Full-scale error-corrected quantum computers will require millions of qubits. In the past few years, researchers have started developing “Noisy Intermediate Scale Quantum” (NISQ) chips, which contain around 50 to 100 qubits. This is enough to demonstrate “quantum advantage,” meaning the NISQ chip can solve certain algorithms that are beyond classical computers. Verifying that the chips performed operations as expected, however, can be very inefficient. The chip’s outputs can look entirely random, so it takes a long time to simulate steps to determine if everything went according to plan.

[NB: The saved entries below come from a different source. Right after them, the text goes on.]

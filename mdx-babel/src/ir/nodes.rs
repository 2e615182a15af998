//! Core data structures for the document tree.

use serde::{Deserialize, Serialize};
use std::collections::BTreeSet;

/// Represents the root of a document.
#[derive(Debug, Clone, Default, PartialEq, Serialize, Deserialize)]
pub struct Document {
    #[serde(default)]
    pub blocks: Vec<Block>,
}

impl Document {
    pub fn new(blocks: Vec<Block>) -> Self {
        Self { blocks }
    }

    pub fn is_empty(&self) -> bool {
        self.blocks.is_empty()
    }
}

/// A top-level or list-item-level structural unit.
#[derive(Debug, Clone, PartialEq, Serialize, Deserialize)]
#[serde(tag = "type", rename_all = "camelCase")]
pub enum Block {
    Paragraph(Paragraph),
    Heading(Heading),
    CodeBlock(CodeBlock),
    BulletList(List),
    OrderedList(List),
    ImageFigure(ImageFigure),
    VideoEmbed(VideoEmbed),
    /// A node kind this version does not know about. Kept so that trees from
    /// newer editors still load; it serializes to nothing.
    #[serde(other)]
    Unsupported,
}

impl Block {
    /// Node kind name, used by the inspection formats and diagnostics.
    pub fn kind(&self) -> &'static str {
        match self {
            Block::Paragraph(_) => "Paragraph",
            Block::Heading(_) => "Heading",
            Block::CodeBlock(_) => "CodeBlock",
            Block::BulletList(_) => "BulletList",
            Block::OrderedList(_) => "OrderedList",
            Block::ImageFigure(_) => "ImageFigure",
            Block::VideoEmbed(_) => "VideoEmbed",
            Block::Unsupported => "Unsupported",
        }
    }

    /// Builds a list block of the requested kind.
    pub fn list(ordered: bool, items: Vec<ListItem>) -> Self {
        if ordered {
            Block::OrderedList(List { items })
        } else {
            Block::BulletList(List { items })
        }
    }

    /// Returns `(ordered, list)` when this block is a list.
    pub fn as_list(&self) -> Option<(bool, &List)> {
        match self {
            Block::BulletList(list) => Some((false, list)),
            Block::OrderedList(list) => Some((true, list)),
            _ => None,
        }
    }

    pub fn paragraph(content: Vec<Inline>) -> Self {
        Block::Paragraph(Paragraph { content })
    }
}

/// Represents a paragraph of text.
#[derive(Debug, Clone, Default, PartialEq, Serialize, Deserialize)]
pub struct Paragraph {
    #[serde(default)]
    pub content: Vec<Inline>,
}

/// Represents a heading. The parser only ever builds levels 1 through 4.
#[derive(Debug, Clone, PartialEq, Serialize, Deserialize)]
pub struct Heading {
    pub level: u8,
    #[serde(default)]
    pub content: Vec<Inline>,
}

/// Represents a fenced code block. `text` is raw and never tokenized.
#[derive(Debug, Clone, PartialEq, Serialize, Deserialize)]
pub struct CodeBlock {
    #[serde(default, skip_serializing_if = "Option::is_none")]
    pub language: Option<String>,
    #[serde(default)]
    pub text: String,
}

/// Represents a list of items. Orderedness lives on the enclosing [`Block`].
#[derive(Debug, Clone, Default, PartialEq, Serialize, Deserialize)]
pub struct List {
    #[serde(default)]
    pub items: Vec<ListItem>,
}

/// Represents an item in a list: an ordered sequence of child blocks.
#[derive(Debug, Clone, Default, PartialEq, Serialize, Deserialize)]
pub struct ListItem {
    #[serde(default)]
    pub children: Vec<Block>,
}

impl ListItem {
    pub fn new(children: Vec<Block>) -> Self {
        Self { children }
    }
}

/// An image figure embed.
#[derive(Debug, Clone, PartialEq, Serialize, Deserialize)]
#[serde(rename_all = "camelCase")]
pub struct ImageFigure {
    pub src: String,
    #[serde(default)]
    pub alt: String,
    #[serde(default)]
    pub caption: String,
    #[serde(default, skip_serializing_if = "Option::is_none")]
    pub width: Option<u32>,
}

/// A video embed. `src` is always a canonical embeddable URL.
#[derive(Debug, Clone, PartialEq, Serialize, Deserialize)]
#[serde(rename_all = "camelCase")]
pub struct VideoEmbed {
    pub src: String,
    #[serde(default)]
    pub title: String,
    pub provider: VideoProvider,
    pub aspect_ratio: f64,
}

/// Video hosts accepted by the media normalizer.
#[derive(Debug, Clone, Copy, PartialEq, Eq, Hash, Serialize, Deserialize)]
#[serde(rename_all = "lowercase")]
pub enum VideoProvider {
    Youtube,
    Vimeo,
}

impl VideoProvider {
    pub fn as_str(&self) -> &'static str {
        match self {
            VideoProvider::Youtube => "youtube",
            VideoProvider::Vimeo => "vimeo",
        }
    }
}

/// Character-level style annotation.
///
/// The declaration order is the mark application order (bold, then italic,
/// then code); `Marks` iterates in that order.
#[derive(Debug, Clone, Copy, PartialEq, Eq, PartialOrd, Ord, Hash, Serialize, Deserialize)]
#[serde(rename_all = "lowercase")]
pub enum Mark {
    Bold,
    Italic,
    Code,
}

pub type Marks = BTreeSet<Mark>;

/// Represents inline content inside a paragraph or heading.
#[derive(Debug, Clone, PartialEq, Serialize, Deserialize)]
#[serde(tag = "type", rename_all = "camelCase")]
pub enum Inline {
    Text {
        text: String,
        #[serde(default, skip_serializing_if = "BTreeSet::is_empty")]
        marks: Marks,
    },
    HardBreak,
}

impl Inline {
    /// Unmarked text run.
    pub fn text(value: impl Into<String>) -> Self {
        Inline::Text {
            text: value.into(),
            marks: Marks::new(),
        }
    }

    /// Text run carrying a single mark.
    pub fn marked(value: impl Into<String>, mark: Mark) -> Self {
        Inline::Text {
            text: value.into(),
            marks: Marks::from([mark]),
        }
    }
}

#[cfg(test)]
mod tests {
    use super::*;

    #[test]
    fn marks_iterate_in_application_order() {
        let marks = Marks::from([Mark::Code, Mark::Bold, Mark::Italic]);
        let ordered: Vec<_> = marks.into_iter().collect();
        assert_eq!(ordered, vec![Mark::Bold, Mark::Italic, Mark::Code]);
    }

    #[test]
    fn list_constructor_picks_kind() {
        assert!(matches!(Block::list(true, vec![]), Block::OrderedList(_)));
        assert!(matches!(Block::list(false, vec![]), Block::BulletList(_)));
        assert_eq!(Block::list(true, vec![]).as_list().map(|(o, _)| o), Some(true));
    }
}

Above- Researchers from MIT, Google, and elsewhere have designed a novel method for verifying when quantum processors have accurately performed complex computations that classical computers can’t. They validate their method on a custom system (pictured) that’s able to capture how accurately a photonic chip (“PNP”) computed a notoriously difficult quantum problem. Image: Mihika Prabhu

They trace an output quantum state generated by the quantum circuit back to a known input state. This reveals which circuit operations were performed on the input to produce the output. Those operations should always match what researchers programmed. If not, the researchers can use the information to pinpoint where things went wrong on the chip.

In experiments, they successfully ran a popular computational task used to demonstrate quantum advantage, called “boson sampling,” which is usually performed on photonic chips. In this exercise, phase shifters and other optical components will manipulate and convert a set of input photons into a different quantum superposition of output photons. Ultimately, the task is to calculate the probability that a certain input state will match a certain output state. That will essentially be a sample from some probability distribution.